Work to complete
In the material below, find every line containing "descending" and copy that line.

=== Section Start ===

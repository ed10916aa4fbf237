//! Configuration management
//!
//! This module handles loading, saving, and migrating the pan configuration file.
//! The configuration file is stored in TOML format at ~/.config/pan/config.toml,
//! or under `$PAN_CONFIG_DIR` when that variable is set.
//!
//! PROTECTED FILE: Changes to schema_version require migration support.

use std::path::PathBuf;

use serde::{Deserialize, Serialize};

use crate::entry::{DEFAULT_PAGE_SIZE, ListOptions, OrderBy};
use crate::error::{Error, Result};
use crate::space::SpaceProfile;
use crate::transfer::DEFAULT_CHUNK_SIZE;

/// Current configuration schema version
///
/// IMPORTANT: Bumping this version requires:
/// 1. Adding a migration in `ConfigManager::migrate`
/// 2. Updating migration tests
/// 3. Marking the change as BREAKING
pub const SCHEMA_VERSION: u32 = 1;

/// Environment variable overriding the configuration directory
pub const CONFIG_DIR_ENV: &str = "PAN_CONFIG_DIR";

/// Main configuration structure
#[derive(Debug, Clone, Serialize, Deserialize)]
pub struct Config {
    /// Schema version for migration support
    pub schema_version: u32,

    /// Default settings
    #[serde(default)]
    pub defaults: Defaults,

    /// Configured space profiles
    #[serde(default)]
    pub spaces: Vec<SpaceProfile>,
}

/// Default settings for listing and transfers
#[derive(Debug, Clone, PartialEq, Eq, Serialize, Deserialize)]
pub struct Defaults {
    /// Entries requested per listing page
    #[serde(default = "default_page_size")]
    pub page_size: u32,

    /// Listing sort key: "name", "size" or "time"
    #[serde(default)]
    pub order_by: OrderBy,

    /// Sort listings in descending order
    #[serde(default)]
    pub descending: bool,

    /// Upload chunk size in bytes
    #[serde(default = "default_chunk_size")]
    pub chunk_size: u64,

    /// Cache resolved paths within a process
    #[serde(default)]
    pub path_cache: bool,

    /// Directory for persisted upload state; uploads are not resumable
    /// across restarts when unset
    #[serde(default, skip_serializing_if = "Option::is_none")]
    pub state_dir: Option<PathBuf>,
}

fn default_page_size() -> u32 {
    DEFAULT_PAGE_SIZE
}

fn default_chunk_size() -> u64 {
    DEFAULT_CHUNK_SIZE
}

impl Default for Defaults {
    fn default() -> Self {
        Self {
            page_size: default_page_size(),
            order_by: OrderBy::default(),
            descending: false,
            chunk_size: default_chunk_size(),
            path_cache: false,
            state_dir: None,
        }
    }
}

impl Defaults {
    /// Listing options described by these defaults
    pub fn list_options(&self) -> ListOptions {
        ListOptions {
            order_by: self.order_by,
            descending: self.descending,
            page_size: self.page_size,
        }
    }
}

impl Default for Config {
    fn default() -> Self {
        Self {
            schema_version: SCHEMA_VERSION,
            defaults: Defaults::default(),
            spaces: Vec::new(),
        }
    }
}

/// Configuration manager handles loading and saving config
#[derive(Debug)]
pub struct ConfigManager {
    config_path: PathBuf,
}

impl ConfigManager {
    /// Create a new ConfigManager with the default config path
    pub fn new() -> Result<Self> {
        let config_dir = match std::env::var_os(CONFIG_DIR_ENV) {
            Some(dir) if !dir.is_empty() => PathBuf::from(dir),
            _ => dirs::config_dir()
                .ok_or_else(|| Error::Config("Could not determine config directory".into()))?
                .join("pan"),
        };
        Ok(Self {
            config_path: config_dir.join("config.toml"),
        })
    }

    /// Create a ConfigManager with a custom path (useful for testing)
    pub fn with_path(path: PathBuf) -> Self {
        Self { config_path: path }
    }

    /// Get the configuration file path
    pub fn config_path(&self) -> &PathBuf {
        &self.config_path
    }

    /// Load configuration from disk
    ///
    /// If the configuration file doesn't exist, returns a default configuration.
    /// If the schema version doesn't match, attempts migration.
    pub fn load(&self) -> Result<Config> {
        if !self.config_path.exists() {
            return Ok(Config::default());
        }

        let content = std::fs::read_to_string(&self.config_path)?;
        let mut config: Config = toml::from_str(&content)?;

        if config.schema_version < SCHEMA_VERSION {
            config = self.migrate(config)?;
        } else if config.schema_version > SCHEMA_VERSION {
            return Err(Error::Config(format!(
                "Configuration file version {} is newer than supported version {}. Please upgrade pan.",
                config.schema_version, SCHEMA_VERSION
            )));
        }

        if config.defaults.page_size == 0 {
            return Err(Error::Config("defaults.page_size must be positive".into()));
        }

        Ok(config)
    }

    /// Save configuration to disk
    ///
    /// Creates parent directories if they don't exist.
    /// Sets file permissions to 600 (owner read/write only).
    pub fn save(&self, config: &Config) -> Result<()> {
        if let Some(parent) = self.config_path.parent() {
            std::fs::create_dir_all(parent)?;
        }

        let content = toml::to_string_pretty(config)?;
        std::fs::write(&self.config_path, content)?;

        #[cfg(unix)]
        {
            use std::os::unix::fs::PermissionsExt;
            let permissions = std::fs::Permissions::from_mode(0o600);
            std::fs::set_permissions(&self.config_path, permissions)?;
        }

        tracing::debug!("saved configuration to {}", self.config_path.display());
        Ok(())
    }

    /// Migrate configuration from older schema version
    fn migrate(&self, mut config: Config) -> Result<Config> {
        tracing::info!(
            "migrating configuration from schema {} to {}",
            config.schema_version,
            SCHEMA_VERSION
        );
        config.schema_version = SCHEMA_VERSION;
        Ok(config)
    }
}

=== Section End ===

Response to the task
    /// Sort listings in descending order
    pub descending: bool,
            descending: false,
            descending: self.descending,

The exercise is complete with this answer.